And here's what's so clever about Skyrim: it uses that scale to distract you from the fact that it actually spends a good 80% of it's time being a pretty mediocre first-person combat game. The role-playing elements are simply trappings: they hang around, colouring and contextualizing the combat in a clever display of sleight-of-hand. And the combat's simply not that good. Better than we've seen in Elder Scrolls previously, no doubt, but the combat in Skyrim is not by any stretch of the imagination, the strong suit of the game. Yet that is where the meat of the game lies, elements of story and world stringing you along from combat to combat. Combat is your only method of SIGNIFICANT interaction with the world of Skyrim. And herein is the issue.

The categorization of Skyrim as a role-playing game is almost disingenuous. I can't say it's a lie, but there's an element of tilt to the statement: it's an action game with extremely complicated and interactive interludes between levels. Which, ultimately, appears to be the direction the modern RPG is moving in, so perhaps I'm spilling words into an issue everyone already knows about. But for a game to get this level of acclaim solely for scale is ridiculous. What you spend your time doing in Skyrim is fighting. Fighting clunky controls and heavily scaling enemies. Sure, you have the option of fighting with magic or swords or archery, but none of those systems are as good as they would be if the scale of the game was less. Ultimately, I don't understand why we should praise Bethesda for managing to cram a bunch of mediocre gameplay systems into one game. Sure, it's an undertaking of impressive scale, but the scale doesn't excuse the mediocrity of the actual gameplay. If what you're doing for a good 80% of the game is simply average (if anyone here will argue that Skyrim's combat is great, I will fight you), does scale really excuse it?

First, I want to know how you're defining scope in this post because I can't pick out exactly what you mean in context unless you mean market penetration.

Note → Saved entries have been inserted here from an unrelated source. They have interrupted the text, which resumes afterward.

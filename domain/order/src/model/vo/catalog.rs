//! RAM class catalog lookups.

use rust_decimal::Decimal;
use serde::{Deserialize, Serialize};

use crate::{
    exception::{OrderException, OrderResult},
    model::{entity::RamClass, vo::PricingConfig},
};

/// Ordered list of RAM classes as loaded from configuration.
#[derive(Debug, Clone, Default, PartialEq, Eq, Serialize, Deserialize)]
#[serde(transparent)]
pub struct Catalog(Vec<RamClass>);

impl Catalog {
    pub fn new(classes: Vec<RamClass>) -> Self {
        Self(classes)
    }

    pub fn classes(&self) -> &[RamClass] {
        &self.0
    }

    pub fn is_empty(&self) -> bool {
        self.0.is_empty()
    }

    /// Every fee lies within `0..=PricingConfig::MAX_AMOUNT`.
    pub fn ensure_consistent(&self) -> OrderResult<()> {
        match self
            .0
            .iter()
            .find(|class| class.fee < Decimal::ZERO || class.fee > PricingConfig::MAX_AMOUNT)
        {
            Some(class) => Err(OrderException::InvalidConfig {
                reason: format!("fee of RAM class {} is out of range: {}", class.id, class.fee),
            }),
            None => Ok(()),
        }
    }

    /// Find the class with the given id. No fallback is substituted.
    pub fn resolve(&self, id: u32) -> OrderResult<&RamClass> {
        self.0
            .iter()
            .find(|class| class.id == id)
            .ok_or(OrderException::RamClassNotFound { id })
    }

    /// The preselected class of a fresh order form: the first one as loaded.
    pub fn default_class(&self) -> Option<&RamClass> {
        self.0.first()
    }

    /// Find a class by its display label.
    ///
    /// Only for orders that were persisted with a label and nothing else.
    pub fn resolve_by_label(&self, label: &str) -> Option<&RamClass> {
        self.0.iter().find(|class| class.label == label)
    }

    /// Storage floor of a class, in TB.
    pub fn min_storage_for(class: &RamClass) -> u32 {
        class.min_storage_tb
    }
}

impl From<Vec<RamClass>> for Catalog {
    fn from(classes: Vec<RamClass>) -> Self {
        Self(classes)
    }
}
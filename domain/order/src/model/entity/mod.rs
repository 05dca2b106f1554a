pub mod order;
pub mod ram_class;

#[rustfmt::skip]
pub use {
    order::Order,
    ram_class::RamClass,
};
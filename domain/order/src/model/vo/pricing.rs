//! Global pricing configuration and the banded transfer tariff.

use rust_decimal::Decimal;
use serde::{Deserialize, Serialize};

use crate::exception::{OrderException, OrderResult};

/// Storage rate and transfer tiers in effect.
///
/// Transfer is billed in three bands split at `transfer_limit_1` and
/// `transfer_limit_2`. Every GB is charged at the rate of the band it falls in,
/// boundaries belong to the lower band.
///
/// Amounts go over the wire as JSON numbers, the order form computes with them.
#[derive(Debug, Clone, PartialEq, Eq, Serialize, Deserialize)]
pub struct PricingConfig {
    /// Price of one TB of storage per month.
    #[serde(with = "rust_decimal::serde::float")]
    pub storage_price_per_tb: Decimal,
    /// First breakpoint in GB. Transfer up to here costs `transfer_cost_1` flat.
    pub transfer_limit_1: u64,
    /// Second breakpoint in GB.
    pub transfer_limit_2: u64,
    /// Flat cost of the first band.
    #[serde(with = "rust_decimal::serde::float")]
    pub transfer_cost_1: Decimal,
    /// Base per-GB rate the band factors apply to.
    #[serde(with = "rust_decimal::serde::float")]
    pub transfer_rate_base: Decimal,
    /// Factor for GB in `(limit1, limit2]`.
    #[serde(with = "rust_decimal::serde::float")]
    pub transfer_factor2: Decimal,
    /// Factor for GB beyond `limit2`.
    #[serde(with = "rust_decimal::serde::float")]
    pub transfer_factor3: Decimal,
    /// Smallest transfer an order may carry, in GB.
    pub min_order_transfer: u64,
}

impl PricingConfig {
    /// Upper bound of every unit price: storage per TB, the flat first band,
    /// both band rates and a class fee.
    ///
    /// With it, the cost of any `u64` transfer and `u32` storage stays inside
    /// the range of `Decimal`.
    pub const MAX_AMOUNT: Decimal = Decimal::from_parts(1_000_000_000, 0, 0, false, 0);

    /// Check the preconditions [`PricingConfig::transfer_cost`] relies on.
    pub fn ensure_consistent(&self) -> OrderResult<()> {
        if self.transfer_limit_1 > self.transfer_limit_2 {
            return Err(OrderException::InvalidConfig {
                reason: format!(
                    "transfer_limit_1 ({}) is greater than transfer_limit_2 ({})",
                    self.transfer_limit_1, self.transfer_limit_2
                ),
            });
        }
        let amounts = [
            ("storage_price_per_tb", self.storage_price_per_tb),
            ("transfer_cost_1", self.transfer_cost_1),
            ("transfer_rate_base", self.transfer_rate_base),
            ("transfer_factor2", self.transfer_factor2),
            ("transfer_factor3", self.transfer_factor3),
        ];
        if let Some((name, value)) = amounts.iter().find(|(_, v)| *v < Decimal::ZERO) {
            return Err(OrderException::InvalidConfig {
                reason: format!("{name} is negative: {value}"),
            });
        }
        let rates = [
            ("storage_price_per_tb", Some(self.storage_price_per_tb)),
            ("transfer_cost_1", Some(self.transfer_cost_1)),
            ("band 2 rate", self.transfer_rate_base.checked_mul(self.transfer_factor2)),
            ("band 3 rate", self.transfer_rate_base.checked_mul(self.transfer_factor3)),
        ];
        for (name, value) in rates {
            match value {
                Some(value) if value <= Self::MAX_AMOUNT => {}
                _ => {
                    return Err(OrderException::InvalidConfig {
                        reason: format!("{name} exceeds {}", Self::MAX_AMOUNT),
                    })
                }
            }
        }
        Ok(())
    }

    /// Marginal price of one GB in the second band.
    pub fn band2_rate(&self) -> Decimal {
        self.transfer_rate_base * self.transfer_factor2
    }

    /// Marginal price of one GB in the third band.
    pub fn band3_rate(&self) -> Decimal {
        self.transfer_rate_base * self.transfer_factor3
    }

    /// Monthly cost of `transfer_gb` GB of data transfer.
    ///
    /// Requires a configuration accepted by [`PricingConfig::ensure_consistent`],
    /// which keeps the result finite for every `transfer_gb`.
    pub fn transfer_cost(&self, transfer_gb: u64) -> Decimal {
        debug_assert!(self.transfer_limit_1 <= self.transfer_limit_2);
        let (limit1, limit2) = (self.transfer_limit_1, self.transfer_limit_2);

        if transfer_gb <= limit1 {
            self.transfer_cost_1
        } else if transfer_gb <= limit2 {
            self.transfer_cost_1 + Decimal::from(transfer_gb - limit1) * self.band2_rate()
        } else {
            self.transfer_cost_1
                + Decimal::from(limit2 - limit1) * self.band2_rate()
                + Decimal::from(transfer_gb - limit2) * self.band3_rate()
        }
    }

    /// Monthly cost of `storage_tb` TB of storage.
    pub fn storage_cost(&self, storage_tb: u32) -> Decimal {
        Decimal::from(storage_tb) * self.storage_price_per_tb
    }
}
use async_trait::async_trait;
use mockall::mock;
use uuid::Uuid;

use crate::{
    model::{
        entity::Order,
        vo::{Capacity, Catalog, PricingConfig},
    },
    repository::{OrderRepo, SpecificationRepo},
};

mock! {
    pub OrderRepo {}
    #[async_trait]
    impl OrderRepo for OrderRepo {
        async fn get_by_id(&self, id: Uuid) -> anyhow::Result<Option<Order>>;
        async fn get_all_by_owner(&self, owner_id: Uuid) -> anyhow::Result<Vec<Order>>;
        async fn get_all(&self) -> anyhow::Result<Vec<Order>>;
        async fn insert(&self, entity: &Order) -> anyhow::Result<Uuid>;
        async fn delete_by_id(&self, id: Uuid) -> anyhow::Result<()>;
    }
}

mock! {
    pub SpecificationRepo {}
    #[async_trait]
    impl SpecificationRepo for SpecificationRepo {
        async fn get_pricing_config(&self) -> anyhow::Result<PricingConfig>;
        async fn get_catalog(&self) -> anyhow::Result<Catalog>;
        async fn get_capacity(&self) -> anyhow::Result<Capacity>;
    }
}
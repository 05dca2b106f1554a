use std::sync::Arc;

use async_trait::async_trait;
use domain_order::{
    model::vo::{ResourceUsage, Specification},
    repository::{OrderRepo, SpecificationRepo},
    service::SpecificationService,
};
use typed_builder::TypedBuilder;

#[derive(TypedBuilder)]
pub struct SpecificationServiceImpl {
    order_repo: Arc<dyn OrderRepo>,
    specification_repo: Arc<dyn SpecificationRepo>,
}

#[async_trait]
impl SpecificationService for SpecificationServiceImpl {
    async fn get_specification(&self) -> anyhow::Result<Specification> {
        Ok(Specification {
            pricing: self.specification_repo.get_pricing_config().await?,
            ram_options: self.specification_repo.get_catalog().await?,
            capacity: self.specification_repo.get_capacity().await?,
        })
    }

    async fn get_resource_usage(&self) -> anyhow::Result<ResourceUsage> {
        let capacity = self.specification_repo.get_capacity().await?;
        let orders = self.order_repo.get_all().await?;
        Ok(ResourceUsage::tally(&orders, &capacity))
    }
}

I would guess that a good bit less than 80% of my time spent in Skyrim was spent fighting. I crafted, picked herbs, talked to folks, tried to cause strange things to happen, broke into houses to see what was there, and most importantly, explored the world on foot--I almost never made it straight to where I was going because something else was interesting enough to make me look at it first instead. I found myself often having spent almost the entirety of my daily time with the game just walking around towns or the overworld and resolving a bunch of quests that didn't necessarily involve fighting.

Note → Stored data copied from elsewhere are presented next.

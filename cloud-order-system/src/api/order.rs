use actix_web::{delete, get, post, web, HttpResponse};
use domain_order::{
    model::vo::{CandidateOrder, OrderView, Quote},
    service::OrderService,
};
use serde_json::json;

use super::{extract_uuid, ApiResult, Identity};

/// Orders of the current user.
#[get("/orders")]
pub async fn get_orders(
    Identity(user): Identity,
    service: web::Data<dyn OrderService>,
) -> ApiResult<web::Json<Vec<OrderView>>> {
    Ok(web::Json(service.list(&user).await?))
}

/// Live estimate while the order form is edited.
#[post("/orders/quote")]
pub async fn quote_order(
    service: web::Data<dyn OrderService>,
    data: web::Json<CandidateOrder>,
) -> ApiResult<web::Json<Quote>> {
    Ok(web::Json(service.quote(data.into_inner()).await?))
}

#[post("/orders")]
pub async fn create_order(
    Identity(user): Identity,
    service: web::Data<dyn OrderService>,
    data: web::Json<CandidateOrder>,
) -> ApiResult<HttpResponse> {
    let view = service.create(&user, data.into_inner()).await?;
    Ok(HttpResponse::Created().json(view))
}

/// Delete an order, the session must have passed the TOTP step-up.
#[delete("/orders/{id}")]
pub async fn delete_order(
    Identity(user): Identity,
    service: web::Data<dyn OrderService>,
    id: web::Path<String>,
) -> ApiResult<web::Json<serde_json::Value>> {
    let id = extract_uuid(&id)?;
    service.delete(&user, id).await?;
    Ok(web::Json(json!({ "id": id })))
}
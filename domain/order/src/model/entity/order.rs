use chrono::{DateTime, Utc};
use rust_decimal::Decimal;
use serde::{Deserialize, Serialize};
use uuid::Uuid;

use crate::model::{entity::RamClass, vo::CandidateOrder};

/// A persisted order.
#[derive(Debug, Clone, PartialEq, Serialize, Deserialize)]
pub struct Order {
    pub id: Uuid,
    pub owner_id: Uuid,
    /// RAM class id at creation time. `None` on records that only kept the label.
    #[serde(skip_serializing_if = "Option::is_none")]
    pub ram_class_id: Option<u32>,
    pub ram_label: String,
    /// RAM fee at creation time. `None` on records that only kept the label.
    #[serde(skip_serializing_if = "Option::is_none")]
    pub ram_fee: Option<Decimal>,
    pub storage_tb: u32,
    pub transfer_gb: u64,
    pub created_time: DateTime<Utc>,
}

impl Order {
    /// Build the order to persist from an accepted candidate, snapshotting the class.
    pub fn accepted(owner_id: Uuid, candidate: &CandidateOrder, class: &RamClass) -> Self {
        Self {
            id: Uuid::new_v4(),
            owner_id,
            ram_class_id: Some(class.id),
            ram_label: class.label.to_owned(),
            ram_fee: Some(class.fee),
            storage_tb: candidate.storage_tb,
            transfer_gb: candidate.transfer_gb,
            created_time: Utc::now(),
        }
    }
}
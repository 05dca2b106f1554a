use async_trait::async_trait;

use crate::model::vo::{Capacity, Catalog, PricingConfig};

/// Source of the pricing configuration and RAM catalog.
///
/// Every call returns a snapshot that stays valid for the request that asked for it.
#[async_trait]
pub trait SpecificationRepo: Send + Sync {
    async fn get_pricing_config(&self) -> anyhow::Result<PricingConfig>;
    async fn get_catalog(&self) -> anyhow::Result<Catalog>;
    async fn get_capacity(&self) -> anyhow::Result<Capacity>;
}
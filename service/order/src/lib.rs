mod order;
mod specification;

#[rustfmt::skip]
pub use {
    order::OrderServiceImpl,
    specification::SpecificationServiceImpl,
};
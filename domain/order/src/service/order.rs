//! Order service.

use async_trait::async_trait;
use uuid::Uuid;

use crate::{
    exception::OrderResult,
    model::vo::{CandidateOrder, OrderView, Quote, UserInfo},
};

/// Order service.
///
/// Validation runs here again for every submission, whatever the client already checked.
#[async_trait]
pub trait OrderService: Send + Sync {
    /// Price and validate a candidate without persisting it.
    async fn quote(&self, command: CandidateOrder) -> OrderResult<Quote>;

    /// Validate and persist an order for `user`.
    async fn create(&self, user: &UserInfo, command: CandidateOrder) -> OrderResult<OrderView>;

    /// Orders of `user`, newest first, with their costs.
    async fn list(&self, user: &UserInfo) -> OrderResult<Vec<OrderView>>;

    /// Delete an order of `user`. Needs a completed TOTP step-up.
    async fn delete(&self, user: &UserInfo, order_id: Uuid) -> OrderResult<()>;
}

I don't think that it's bad that Skyrim stands on its surprisingly functional world. Could the combat portion be better? Absolutely. In fact, I don't believe that, until we have some more immersive display and control technology, that first person melee can work super-satisfyingly (I'd love to be proven wrong), and the ranged combat here is not its strong suit either. So. if the importance of Skyrim to me was for its combat alone, I think that your point would resonate better (for me).

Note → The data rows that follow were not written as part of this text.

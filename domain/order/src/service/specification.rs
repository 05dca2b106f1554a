use async_trait::async_trait;

use crate::model::vo::{ResourceUsage, Specification};

#[async_trait]
pub trait SpecificationService: Send + Sync {
    /// Pricing configuration, RAM options and capacity.
    async fn get_specification(&self) -> anyhow::Result<Specification>;

    /// Resources taken by all orders.
    async fn get_resource_usage(&self) -> anyhow::Result<ResourceUsage>;
}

Skyrim is built to be a spectacle, I completely agree with you there. Skyrim is full of an insanely huge set of complex moving parts. I think it's beautiful and interesting. It has great stories, buckets of lore, and is incredibly fun to explore. If what you want out of it looks like an action RPG, yeah, you're going to be very reasonably disappointed. If what you're looking for looks more like a tabletop RPG, you're also going to be very reasonably disappointed. But Skyrim's world is a giant set piece that tricks you into believing that you have far more agency than you actually do, and that's even when there's already a fairly huge amount of open-world stuff. It does a great job of bounding what you can do with parallel, sensible constraints.

Broadly, and knowing that this is seriously reductive, I think that an RPG is about giving a player a fleshed-out world and telling them to progress in some fashion that advances player power in their chosen areas over the course of a narrative. These limits land on things like character abilities that affect how the character interacts in the fiction, combat ability increase, customization in gear, etc... Skyrim does that, but also gives you the option to progress in exploration, and it's on a scale that the exploration part doesn't just ring hollow or exclusively as a function of progressing in the narrative. That's an achievement, and why I think it succeeded as well as it did.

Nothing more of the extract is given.